Beginning with the first line of the entries below, quote each line until you reach and include the line with "inbound payload went".

***** DATA

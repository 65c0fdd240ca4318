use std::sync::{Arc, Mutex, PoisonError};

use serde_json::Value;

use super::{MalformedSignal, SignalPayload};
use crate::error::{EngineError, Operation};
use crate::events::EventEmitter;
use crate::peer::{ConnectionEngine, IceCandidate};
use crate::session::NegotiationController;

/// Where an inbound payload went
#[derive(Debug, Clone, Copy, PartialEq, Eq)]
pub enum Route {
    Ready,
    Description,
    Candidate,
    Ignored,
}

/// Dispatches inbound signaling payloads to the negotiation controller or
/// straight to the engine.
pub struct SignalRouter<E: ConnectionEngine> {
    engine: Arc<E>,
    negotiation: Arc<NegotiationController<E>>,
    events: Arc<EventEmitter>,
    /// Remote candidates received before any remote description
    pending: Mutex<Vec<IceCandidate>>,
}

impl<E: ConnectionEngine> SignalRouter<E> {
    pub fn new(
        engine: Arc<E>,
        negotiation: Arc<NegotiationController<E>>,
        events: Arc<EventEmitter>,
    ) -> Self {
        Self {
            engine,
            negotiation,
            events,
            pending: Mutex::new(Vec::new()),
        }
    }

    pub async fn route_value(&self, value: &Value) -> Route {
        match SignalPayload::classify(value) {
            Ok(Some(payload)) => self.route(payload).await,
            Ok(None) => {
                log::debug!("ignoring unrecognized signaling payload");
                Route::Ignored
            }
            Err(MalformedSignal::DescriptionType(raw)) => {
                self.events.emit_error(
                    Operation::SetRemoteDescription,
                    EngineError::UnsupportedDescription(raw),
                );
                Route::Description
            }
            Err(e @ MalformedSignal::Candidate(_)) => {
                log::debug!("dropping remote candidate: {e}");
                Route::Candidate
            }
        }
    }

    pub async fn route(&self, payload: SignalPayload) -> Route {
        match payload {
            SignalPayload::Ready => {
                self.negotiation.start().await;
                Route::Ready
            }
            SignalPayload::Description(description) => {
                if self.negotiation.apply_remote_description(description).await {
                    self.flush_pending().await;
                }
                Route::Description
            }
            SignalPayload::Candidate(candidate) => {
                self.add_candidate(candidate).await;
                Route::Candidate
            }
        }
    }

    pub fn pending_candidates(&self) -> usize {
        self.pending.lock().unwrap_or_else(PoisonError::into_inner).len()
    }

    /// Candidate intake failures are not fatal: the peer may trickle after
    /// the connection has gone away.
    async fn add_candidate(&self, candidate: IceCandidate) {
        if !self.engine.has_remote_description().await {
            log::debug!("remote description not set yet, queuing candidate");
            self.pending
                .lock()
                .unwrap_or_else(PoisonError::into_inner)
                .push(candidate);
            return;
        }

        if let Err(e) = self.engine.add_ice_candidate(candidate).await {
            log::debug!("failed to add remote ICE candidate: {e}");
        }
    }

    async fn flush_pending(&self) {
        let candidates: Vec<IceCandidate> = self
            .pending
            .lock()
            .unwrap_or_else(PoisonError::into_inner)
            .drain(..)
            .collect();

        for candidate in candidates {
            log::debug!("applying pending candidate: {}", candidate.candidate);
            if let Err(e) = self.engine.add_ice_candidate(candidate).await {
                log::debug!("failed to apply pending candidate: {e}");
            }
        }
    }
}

**********

WRITTEN RESPONSE —
repository 65c0fdd240ca4318
use std::sync::{Arc, Mutex, PoisonError};

use serde_json::Value;

use super::{MalformedSignal, SignalPayload};
use crate::error::{EngineError, Operation};
use crate::events::EventEmitter;
use crate::peer::{ConnectionEngine, IceCandidate};
use crate::session::NegotiationController;

/// Where an inbound payload went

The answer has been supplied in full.